- [SOURCE DATA]:
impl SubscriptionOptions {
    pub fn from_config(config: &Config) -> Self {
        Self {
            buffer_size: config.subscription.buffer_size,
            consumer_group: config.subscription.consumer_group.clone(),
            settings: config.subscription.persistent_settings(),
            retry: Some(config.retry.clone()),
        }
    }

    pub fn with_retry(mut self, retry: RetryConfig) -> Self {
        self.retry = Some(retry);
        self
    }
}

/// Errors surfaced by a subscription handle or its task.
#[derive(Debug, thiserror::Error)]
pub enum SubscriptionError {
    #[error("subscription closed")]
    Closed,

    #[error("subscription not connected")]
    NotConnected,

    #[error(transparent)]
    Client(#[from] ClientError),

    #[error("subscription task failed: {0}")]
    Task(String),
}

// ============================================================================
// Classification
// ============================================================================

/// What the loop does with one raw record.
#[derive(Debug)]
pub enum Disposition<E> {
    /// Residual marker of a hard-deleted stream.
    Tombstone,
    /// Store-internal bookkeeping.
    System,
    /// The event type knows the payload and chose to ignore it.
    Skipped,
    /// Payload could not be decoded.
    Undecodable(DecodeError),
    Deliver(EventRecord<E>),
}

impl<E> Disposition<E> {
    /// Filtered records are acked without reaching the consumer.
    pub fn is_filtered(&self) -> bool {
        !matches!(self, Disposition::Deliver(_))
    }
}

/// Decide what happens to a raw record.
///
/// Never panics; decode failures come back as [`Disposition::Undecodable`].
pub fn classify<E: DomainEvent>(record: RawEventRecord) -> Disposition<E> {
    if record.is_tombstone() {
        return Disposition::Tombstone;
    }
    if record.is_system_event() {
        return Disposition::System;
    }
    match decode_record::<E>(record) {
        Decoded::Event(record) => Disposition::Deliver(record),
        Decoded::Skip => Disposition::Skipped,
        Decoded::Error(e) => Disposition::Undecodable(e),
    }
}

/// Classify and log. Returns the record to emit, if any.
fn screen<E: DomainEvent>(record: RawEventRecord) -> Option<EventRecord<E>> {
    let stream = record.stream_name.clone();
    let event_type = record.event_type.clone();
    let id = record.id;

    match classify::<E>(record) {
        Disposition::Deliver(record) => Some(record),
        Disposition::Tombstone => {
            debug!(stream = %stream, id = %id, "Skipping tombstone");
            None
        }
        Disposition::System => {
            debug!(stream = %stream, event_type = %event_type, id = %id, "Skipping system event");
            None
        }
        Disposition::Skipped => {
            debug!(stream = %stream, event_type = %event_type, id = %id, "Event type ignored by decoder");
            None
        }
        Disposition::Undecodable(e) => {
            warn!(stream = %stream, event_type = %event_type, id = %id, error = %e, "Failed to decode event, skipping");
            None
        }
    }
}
* * *
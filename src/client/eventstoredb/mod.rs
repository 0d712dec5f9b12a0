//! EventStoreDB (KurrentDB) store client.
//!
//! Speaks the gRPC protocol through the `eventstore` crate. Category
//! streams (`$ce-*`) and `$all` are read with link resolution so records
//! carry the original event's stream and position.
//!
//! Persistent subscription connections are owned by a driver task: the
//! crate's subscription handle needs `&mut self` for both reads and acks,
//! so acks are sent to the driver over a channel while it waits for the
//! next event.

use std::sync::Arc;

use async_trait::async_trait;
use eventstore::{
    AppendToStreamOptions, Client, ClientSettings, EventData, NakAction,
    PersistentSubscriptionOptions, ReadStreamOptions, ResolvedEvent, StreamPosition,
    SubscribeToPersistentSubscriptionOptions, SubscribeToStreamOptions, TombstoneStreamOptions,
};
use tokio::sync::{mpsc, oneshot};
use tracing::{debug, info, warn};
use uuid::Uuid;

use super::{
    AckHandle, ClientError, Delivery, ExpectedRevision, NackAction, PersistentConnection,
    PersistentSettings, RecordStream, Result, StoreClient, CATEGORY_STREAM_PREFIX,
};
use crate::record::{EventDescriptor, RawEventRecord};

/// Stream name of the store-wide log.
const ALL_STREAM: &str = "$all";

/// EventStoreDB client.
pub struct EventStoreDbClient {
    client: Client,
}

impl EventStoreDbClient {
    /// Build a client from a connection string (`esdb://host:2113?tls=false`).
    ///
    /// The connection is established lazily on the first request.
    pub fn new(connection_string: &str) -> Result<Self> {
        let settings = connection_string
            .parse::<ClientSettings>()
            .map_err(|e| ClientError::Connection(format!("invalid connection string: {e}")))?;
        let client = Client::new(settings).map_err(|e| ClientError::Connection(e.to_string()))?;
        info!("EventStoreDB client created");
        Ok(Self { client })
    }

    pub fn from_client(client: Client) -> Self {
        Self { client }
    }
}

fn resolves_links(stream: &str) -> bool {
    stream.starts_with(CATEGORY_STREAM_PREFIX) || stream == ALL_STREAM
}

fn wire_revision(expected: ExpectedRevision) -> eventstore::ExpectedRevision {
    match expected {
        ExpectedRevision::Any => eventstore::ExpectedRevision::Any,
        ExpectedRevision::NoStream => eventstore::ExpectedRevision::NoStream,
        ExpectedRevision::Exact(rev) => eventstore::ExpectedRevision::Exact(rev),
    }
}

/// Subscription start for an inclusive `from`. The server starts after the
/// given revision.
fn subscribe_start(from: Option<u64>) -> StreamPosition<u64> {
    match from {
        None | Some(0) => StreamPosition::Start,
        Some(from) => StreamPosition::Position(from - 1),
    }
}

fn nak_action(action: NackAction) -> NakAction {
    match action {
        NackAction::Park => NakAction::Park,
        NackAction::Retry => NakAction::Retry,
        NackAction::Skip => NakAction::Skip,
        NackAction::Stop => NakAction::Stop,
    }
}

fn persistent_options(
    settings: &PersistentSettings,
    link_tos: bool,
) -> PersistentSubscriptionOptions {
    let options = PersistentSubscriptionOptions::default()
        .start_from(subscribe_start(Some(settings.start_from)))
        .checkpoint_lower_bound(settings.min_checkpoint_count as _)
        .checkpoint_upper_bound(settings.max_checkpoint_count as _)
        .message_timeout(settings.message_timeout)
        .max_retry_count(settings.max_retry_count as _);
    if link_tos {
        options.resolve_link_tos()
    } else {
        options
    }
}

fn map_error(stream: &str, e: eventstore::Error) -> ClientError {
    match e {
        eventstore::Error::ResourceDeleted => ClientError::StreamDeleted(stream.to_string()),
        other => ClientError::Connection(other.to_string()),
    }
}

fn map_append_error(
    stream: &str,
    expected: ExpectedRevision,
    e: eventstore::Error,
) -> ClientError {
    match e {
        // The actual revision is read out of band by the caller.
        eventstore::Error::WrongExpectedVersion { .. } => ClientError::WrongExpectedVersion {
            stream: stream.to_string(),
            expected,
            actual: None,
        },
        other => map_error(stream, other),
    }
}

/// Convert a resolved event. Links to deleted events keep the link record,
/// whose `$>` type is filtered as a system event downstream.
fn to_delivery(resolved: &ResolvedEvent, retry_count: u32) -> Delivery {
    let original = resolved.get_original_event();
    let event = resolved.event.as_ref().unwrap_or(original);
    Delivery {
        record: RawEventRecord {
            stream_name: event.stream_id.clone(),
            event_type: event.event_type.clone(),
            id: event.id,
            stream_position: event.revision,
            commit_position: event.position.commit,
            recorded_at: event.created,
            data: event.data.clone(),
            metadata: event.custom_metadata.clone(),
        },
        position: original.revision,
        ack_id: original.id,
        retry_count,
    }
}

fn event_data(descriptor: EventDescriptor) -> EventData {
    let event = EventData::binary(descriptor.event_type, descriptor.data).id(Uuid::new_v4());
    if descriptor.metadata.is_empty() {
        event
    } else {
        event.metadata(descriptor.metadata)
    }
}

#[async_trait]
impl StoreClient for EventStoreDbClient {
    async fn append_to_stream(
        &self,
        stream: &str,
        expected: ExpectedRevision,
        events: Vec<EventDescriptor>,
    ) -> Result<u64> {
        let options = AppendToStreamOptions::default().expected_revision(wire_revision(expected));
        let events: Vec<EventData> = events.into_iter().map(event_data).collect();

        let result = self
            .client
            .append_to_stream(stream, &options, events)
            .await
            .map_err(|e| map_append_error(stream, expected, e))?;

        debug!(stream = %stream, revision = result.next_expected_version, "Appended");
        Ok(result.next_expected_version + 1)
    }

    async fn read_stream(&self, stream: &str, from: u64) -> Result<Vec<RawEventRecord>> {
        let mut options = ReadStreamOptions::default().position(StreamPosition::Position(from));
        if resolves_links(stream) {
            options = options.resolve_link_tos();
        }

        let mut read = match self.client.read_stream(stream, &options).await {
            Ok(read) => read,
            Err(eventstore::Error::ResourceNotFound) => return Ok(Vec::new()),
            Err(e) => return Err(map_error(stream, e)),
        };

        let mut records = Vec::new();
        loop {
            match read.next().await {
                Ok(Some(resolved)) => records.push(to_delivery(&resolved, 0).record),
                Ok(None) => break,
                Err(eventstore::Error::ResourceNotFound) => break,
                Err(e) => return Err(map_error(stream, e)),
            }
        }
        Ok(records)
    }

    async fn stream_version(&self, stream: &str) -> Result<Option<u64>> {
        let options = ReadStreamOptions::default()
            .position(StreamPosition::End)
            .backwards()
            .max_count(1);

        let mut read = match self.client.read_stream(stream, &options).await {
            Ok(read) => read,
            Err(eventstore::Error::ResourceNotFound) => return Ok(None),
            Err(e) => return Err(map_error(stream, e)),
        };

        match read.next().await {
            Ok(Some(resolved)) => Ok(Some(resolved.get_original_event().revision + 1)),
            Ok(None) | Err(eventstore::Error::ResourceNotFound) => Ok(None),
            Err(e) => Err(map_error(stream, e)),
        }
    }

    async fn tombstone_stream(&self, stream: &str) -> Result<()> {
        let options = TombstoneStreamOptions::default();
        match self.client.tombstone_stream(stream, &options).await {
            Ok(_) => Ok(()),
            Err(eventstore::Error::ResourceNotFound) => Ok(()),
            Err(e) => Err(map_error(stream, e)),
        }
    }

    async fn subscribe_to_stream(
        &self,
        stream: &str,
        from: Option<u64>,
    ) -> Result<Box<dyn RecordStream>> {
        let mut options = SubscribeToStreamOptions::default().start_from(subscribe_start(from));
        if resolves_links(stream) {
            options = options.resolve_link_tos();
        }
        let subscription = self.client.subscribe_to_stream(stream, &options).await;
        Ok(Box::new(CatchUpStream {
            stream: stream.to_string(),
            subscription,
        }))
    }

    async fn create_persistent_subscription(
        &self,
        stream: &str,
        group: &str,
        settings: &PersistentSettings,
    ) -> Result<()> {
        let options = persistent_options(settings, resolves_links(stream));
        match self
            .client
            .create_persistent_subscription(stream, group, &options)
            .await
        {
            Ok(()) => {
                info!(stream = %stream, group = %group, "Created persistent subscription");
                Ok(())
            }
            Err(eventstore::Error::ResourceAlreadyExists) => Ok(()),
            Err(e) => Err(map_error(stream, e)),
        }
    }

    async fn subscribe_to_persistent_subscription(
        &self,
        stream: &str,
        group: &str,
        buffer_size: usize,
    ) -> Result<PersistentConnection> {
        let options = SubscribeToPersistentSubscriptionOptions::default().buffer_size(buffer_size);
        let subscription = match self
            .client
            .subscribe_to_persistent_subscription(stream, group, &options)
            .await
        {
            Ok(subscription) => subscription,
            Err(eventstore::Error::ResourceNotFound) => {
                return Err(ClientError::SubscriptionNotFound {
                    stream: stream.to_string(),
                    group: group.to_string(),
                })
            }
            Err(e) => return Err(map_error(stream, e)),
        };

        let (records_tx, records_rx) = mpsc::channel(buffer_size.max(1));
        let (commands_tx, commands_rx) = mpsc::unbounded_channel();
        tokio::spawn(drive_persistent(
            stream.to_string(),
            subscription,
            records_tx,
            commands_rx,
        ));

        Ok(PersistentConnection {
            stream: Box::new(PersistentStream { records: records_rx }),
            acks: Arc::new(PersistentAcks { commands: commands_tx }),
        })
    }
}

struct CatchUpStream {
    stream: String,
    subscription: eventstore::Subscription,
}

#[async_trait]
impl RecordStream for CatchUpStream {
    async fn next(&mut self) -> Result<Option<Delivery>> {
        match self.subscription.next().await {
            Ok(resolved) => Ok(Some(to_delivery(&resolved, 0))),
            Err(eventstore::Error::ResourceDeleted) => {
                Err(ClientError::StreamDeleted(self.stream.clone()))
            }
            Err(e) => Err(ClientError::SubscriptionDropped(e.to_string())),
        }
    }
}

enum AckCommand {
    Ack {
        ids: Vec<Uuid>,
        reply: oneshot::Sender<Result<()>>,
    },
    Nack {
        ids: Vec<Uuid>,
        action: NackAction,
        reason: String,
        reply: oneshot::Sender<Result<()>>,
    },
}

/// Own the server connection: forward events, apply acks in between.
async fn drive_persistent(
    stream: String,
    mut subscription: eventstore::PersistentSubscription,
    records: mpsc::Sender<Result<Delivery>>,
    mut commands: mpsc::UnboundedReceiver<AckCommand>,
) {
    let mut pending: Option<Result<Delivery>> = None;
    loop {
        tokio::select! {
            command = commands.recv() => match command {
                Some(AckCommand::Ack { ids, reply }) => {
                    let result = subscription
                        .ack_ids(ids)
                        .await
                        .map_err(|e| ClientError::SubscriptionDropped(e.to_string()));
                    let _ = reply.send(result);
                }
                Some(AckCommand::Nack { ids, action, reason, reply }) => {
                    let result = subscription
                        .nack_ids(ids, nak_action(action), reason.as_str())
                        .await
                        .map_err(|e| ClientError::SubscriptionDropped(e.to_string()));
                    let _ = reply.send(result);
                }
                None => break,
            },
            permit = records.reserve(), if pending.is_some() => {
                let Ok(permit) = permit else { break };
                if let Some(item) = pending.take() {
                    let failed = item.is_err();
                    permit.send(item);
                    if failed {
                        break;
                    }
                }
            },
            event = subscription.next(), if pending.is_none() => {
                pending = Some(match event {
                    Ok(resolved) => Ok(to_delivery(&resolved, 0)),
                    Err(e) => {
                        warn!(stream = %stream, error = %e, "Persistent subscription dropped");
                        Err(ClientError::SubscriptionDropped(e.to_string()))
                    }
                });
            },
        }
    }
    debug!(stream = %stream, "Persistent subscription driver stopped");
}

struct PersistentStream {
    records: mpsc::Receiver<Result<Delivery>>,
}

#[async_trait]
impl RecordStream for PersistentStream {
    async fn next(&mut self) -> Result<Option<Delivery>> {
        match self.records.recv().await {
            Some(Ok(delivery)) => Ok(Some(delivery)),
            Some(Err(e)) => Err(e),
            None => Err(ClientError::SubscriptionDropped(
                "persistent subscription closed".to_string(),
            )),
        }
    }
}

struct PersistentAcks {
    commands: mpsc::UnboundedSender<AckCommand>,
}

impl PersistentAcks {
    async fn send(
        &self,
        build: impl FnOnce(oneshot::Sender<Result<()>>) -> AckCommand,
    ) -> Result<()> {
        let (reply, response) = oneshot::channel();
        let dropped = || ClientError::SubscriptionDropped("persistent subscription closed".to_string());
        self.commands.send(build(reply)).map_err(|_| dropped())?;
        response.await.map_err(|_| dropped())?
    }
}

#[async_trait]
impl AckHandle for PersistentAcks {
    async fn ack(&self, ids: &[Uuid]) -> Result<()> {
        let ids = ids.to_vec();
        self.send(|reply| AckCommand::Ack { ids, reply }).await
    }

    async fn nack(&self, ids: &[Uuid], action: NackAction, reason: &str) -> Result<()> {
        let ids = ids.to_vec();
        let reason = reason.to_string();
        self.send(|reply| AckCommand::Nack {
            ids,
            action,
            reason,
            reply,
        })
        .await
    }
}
==
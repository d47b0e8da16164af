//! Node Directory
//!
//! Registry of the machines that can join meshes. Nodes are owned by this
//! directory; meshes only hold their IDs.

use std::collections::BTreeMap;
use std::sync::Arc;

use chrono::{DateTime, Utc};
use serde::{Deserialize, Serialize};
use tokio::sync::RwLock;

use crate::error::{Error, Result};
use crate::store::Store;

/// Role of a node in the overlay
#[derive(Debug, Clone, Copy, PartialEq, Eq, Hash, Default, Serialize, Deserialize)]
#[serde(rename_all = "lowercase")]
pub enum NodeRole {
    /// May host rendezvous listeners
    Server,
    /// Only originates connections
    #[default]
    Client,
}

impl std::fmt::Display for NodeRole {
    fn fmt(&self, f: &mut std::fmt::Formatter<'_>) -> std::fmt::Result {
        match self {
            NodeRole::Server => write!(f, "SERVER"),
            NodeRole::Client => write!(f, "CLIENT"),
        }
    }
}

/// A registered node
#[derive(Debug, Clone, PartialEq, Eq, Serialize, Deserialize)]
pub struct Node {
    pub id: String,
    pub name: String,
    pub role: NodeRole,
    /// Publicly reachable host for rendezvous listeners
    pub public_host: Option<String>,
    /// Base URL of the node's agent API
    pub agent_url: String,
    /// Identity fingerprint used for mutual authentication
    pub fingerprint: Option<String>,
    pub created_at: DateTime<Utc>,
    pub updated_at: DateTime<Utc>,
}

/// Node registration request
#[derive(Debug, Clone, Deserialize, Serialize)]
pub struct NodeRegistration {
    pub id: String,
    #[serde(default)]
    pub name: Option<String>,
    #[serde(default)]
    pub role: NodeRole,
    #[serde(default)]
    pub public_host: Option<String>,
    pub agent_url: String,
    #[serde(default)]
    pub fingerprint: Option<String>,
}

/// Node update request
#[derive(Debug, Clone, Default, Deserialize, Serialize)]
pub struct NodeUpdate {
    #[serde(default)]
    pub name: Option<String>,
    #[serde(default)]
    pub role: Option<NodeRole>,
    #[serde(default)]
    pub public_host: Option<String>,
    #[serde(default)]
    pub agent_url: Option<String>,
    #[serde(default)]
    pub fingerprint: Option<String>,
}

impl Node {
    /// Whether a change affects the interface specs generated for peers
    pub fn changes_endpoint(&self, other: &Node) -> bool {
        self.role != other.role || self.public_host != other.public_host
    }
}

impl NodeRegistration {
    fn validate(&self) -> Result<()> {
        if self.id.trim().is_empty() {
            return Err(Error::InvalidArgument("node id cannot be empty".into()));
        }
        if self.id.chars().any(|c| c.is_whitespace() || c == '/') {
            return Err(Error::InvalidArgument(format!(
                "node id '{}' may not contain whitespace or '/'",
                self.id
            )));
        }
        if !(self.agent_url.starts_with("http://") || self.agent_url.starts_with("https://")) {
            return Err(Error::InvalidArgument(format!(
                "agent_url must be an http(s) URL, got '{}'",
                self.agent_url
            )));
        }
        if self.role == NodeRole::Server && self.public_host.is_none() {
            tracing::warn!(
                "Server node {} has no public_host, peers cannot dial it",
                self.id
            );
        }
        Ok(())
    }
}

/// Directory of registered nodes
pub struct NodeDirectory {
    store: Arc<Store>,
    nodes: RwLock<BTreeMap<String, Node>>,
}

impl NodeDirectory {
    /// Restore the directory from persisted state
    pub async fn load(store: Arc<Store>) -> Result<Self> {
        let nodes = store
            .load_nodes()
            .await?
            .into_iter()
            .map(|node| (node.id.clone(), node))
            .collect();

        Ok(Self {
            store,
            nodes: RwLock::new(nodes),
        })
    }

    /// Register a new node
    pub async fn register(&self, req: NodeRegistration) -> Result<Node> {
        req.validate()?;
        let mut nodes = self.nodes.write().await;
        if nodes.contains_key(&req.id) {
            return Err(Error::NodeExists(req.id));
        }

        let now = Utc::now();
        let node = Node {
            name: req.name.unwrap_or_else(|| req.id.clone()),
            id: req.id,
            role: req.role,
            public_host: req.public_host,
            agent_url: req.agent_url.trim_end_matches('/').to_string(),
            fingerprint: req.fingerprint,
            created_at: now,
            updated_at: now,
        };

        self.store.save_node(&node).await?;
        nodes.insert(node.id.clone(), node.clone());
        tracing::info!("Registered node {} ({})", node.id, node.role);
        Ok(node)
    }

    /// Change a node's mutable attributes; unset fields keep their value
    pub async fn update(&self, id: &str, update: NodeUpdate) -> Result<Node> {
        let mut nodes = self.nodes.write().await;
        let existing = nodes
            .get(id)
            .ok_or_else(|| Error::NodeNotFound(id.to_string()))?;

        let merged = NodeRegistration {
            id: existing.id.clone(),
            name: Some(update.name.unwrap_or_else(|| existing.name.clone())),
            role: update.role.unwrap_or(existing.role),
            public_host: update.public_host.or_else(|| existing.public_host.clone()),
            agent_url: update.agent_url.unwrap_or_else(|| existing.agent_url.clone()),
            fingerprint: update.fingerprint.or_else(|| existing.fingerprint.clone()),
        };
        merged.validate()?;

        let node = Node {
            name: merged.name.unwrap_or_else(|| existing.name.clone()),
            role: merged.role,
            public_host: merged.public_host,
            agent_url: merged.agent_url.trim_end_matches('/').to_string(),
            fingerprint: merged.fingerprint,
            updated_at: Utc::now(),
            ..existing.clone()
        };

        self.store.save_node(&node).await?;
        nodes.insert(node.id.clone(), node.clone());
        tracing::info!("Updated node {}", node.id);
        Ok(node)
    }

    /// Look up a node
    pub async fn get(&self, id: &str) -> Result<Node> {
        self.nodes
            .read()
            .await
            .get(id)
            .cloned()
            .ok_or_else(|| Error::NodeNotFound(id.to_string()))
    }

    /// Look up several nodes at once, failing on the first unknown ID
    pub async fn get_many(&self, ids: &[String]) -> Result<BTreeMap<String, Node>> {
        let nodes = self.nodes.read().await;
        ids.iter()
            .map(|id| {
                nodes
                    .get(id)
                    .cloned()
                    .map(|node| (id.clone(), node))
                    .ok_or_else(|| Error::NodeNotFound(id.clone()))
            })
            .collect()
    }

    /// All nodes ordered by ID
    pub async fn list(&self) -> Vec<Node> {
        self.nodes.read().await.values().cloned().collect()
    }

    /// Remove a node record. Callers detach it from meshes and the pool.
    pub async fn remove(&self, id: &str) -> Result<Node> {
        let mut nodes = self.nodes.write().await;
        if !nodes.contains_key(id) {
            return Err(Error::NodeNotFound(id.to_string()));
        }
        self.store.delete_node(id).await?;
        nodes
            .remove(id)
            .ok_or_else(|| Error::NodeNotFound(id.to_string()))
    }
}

- [WHAT YOU ARE ASKED TO DO]: Look through the entries and find each line that has the string "connections". Copy those lines.

- [ANSWER FOR THIS EXERCISE]:
//! Persistent subscription connections are owned by a driver task: the
    /// Only originates connections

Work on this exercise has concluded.